### Data
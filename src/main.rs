//! deskrec CLI entry point

use std::process::ExitCode;
use std::sync::Arc;

use clap::Parser;

use deskrec::cli::{
    app::{load_merged_config, run_record, EXIT_ERROR, EXIT_USAGE_ERROR},
    args::{Cli, Commands},
    config_cmd::handle_config_command,
    devices_cmd::handle_devices_command,
    logging,
    presenter::Presenter,
    RecordOptions,
};
use deskrec::domain::error::ConfigError;
use deskrec::infrastructure::{CpalBackend, XdgConfigStore};

#[tokio::main(flavor = "multi_thread", worker_threads = 2)]
async fn main() -> ExitCode {
    let cli = Cli::parse();
    logging::init(cli.verbose);
    let presenter = Presenter::new();

    match cli.command {
        Some(Commands::Config { action }) => {
            let store = XdgConfigStore::new();
            if let Err(e) = handle_config_command(action, &store, &presenter).await {
                presenter.error(&e.to_string());
                let code = match e {
                    ConfigError::ValidationError { .. } => EXIT_USAGE_ERROR,
                    _ => EXIT_ERROR,
                };
                return ExitCode::from(code);
            }
            return ExitCode::SUCCESS;
        }
        Some(Commands::Devices) => {
            let backend = Arc::new(CpalBackend::new());
            if let Err(e) = handle_devices_command(backend, &presenter).await {
                presenter.error(&e.to_string());
                return ExitCode::from(EXIT_ERROR);
            }
            return ExitCode::SUCCESS;
        }
        None => {}
    }

    // Merge: defaults < file < env < cli
    let config = load_merged_config(cli.record.to_config()).await;

    let options = match RecordOptions::from_config(&config) {
        Ok(options) => options,
        Err(e) => {
            presenter.error(&e.to_string());
            return ExitCode::from(EXIT_USAGE_ERROR);
        }
    };

    run_record(options).await
}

### What this task involves
Return the lines above precisely as they appear, beginning at the first line and ending at the line with "let options = match", and nothing after it.

### Response to this exercise
filename src/main.rs
//! deskrec CLI entry point

use std::process::ExitCode;
use std::sync::Arc;

use clap::Parser;

use deskrec::cli::{
    app::{load_merged_config, run_record, EXIT_ERROR, EXIT_USAGE_ERROR},
    args::{Cli, Commands},
    config_cmd::handle_config_command,
    devices_cmd::handle_devices_command,
    logging,
    presenter::Presenter,
    RecordOptions,
};
use deskrec::domain::error::ConfigError;
use deskrec::infrastructure::{CpalBackend, XdgConfigStore};

#[tokio::main(flavor = "multi_thread", worker_threads = 2)]
async fn main() -> ExitCode {
    let cli = Cli::parse();
    logging::init(cli.verbose);
    let presenter = Presenter::new();

    match cli.command {
        Some(Commands::Config { action }) => {
            let store = XdgConfigStore::new();
            if let Err(e) = handle_config_command(action, &store, &presenter).await {
                presenter.error(&e.to_string());
                let code = match e {
                    ConfigError::ValidationError { .. } => EXIT_USAGE_ERROR,
                    _ => EXIT_ERROR,
                };
                return ExitCode::from(code);
            }
            return ExitCode::SUCCESS;
        }
        Some(Commands::Devices) => {
            let backend = Arc::new(CpalBackend::new());
            if let Err(e) = handle_devices_command(backend, &presenter).await {
                presenter.error(&e.to_string());
                return ExitCode::from(EXIT_ERROR);
            }
            return ExitCode::SUCCESS;
        }
        None => {}
    }

    // Merge: defaults < file < env < cli
    let config = load_merged_config(cli.record.to_config()).await;

    let options = match RecordOptions::from_config(&config) {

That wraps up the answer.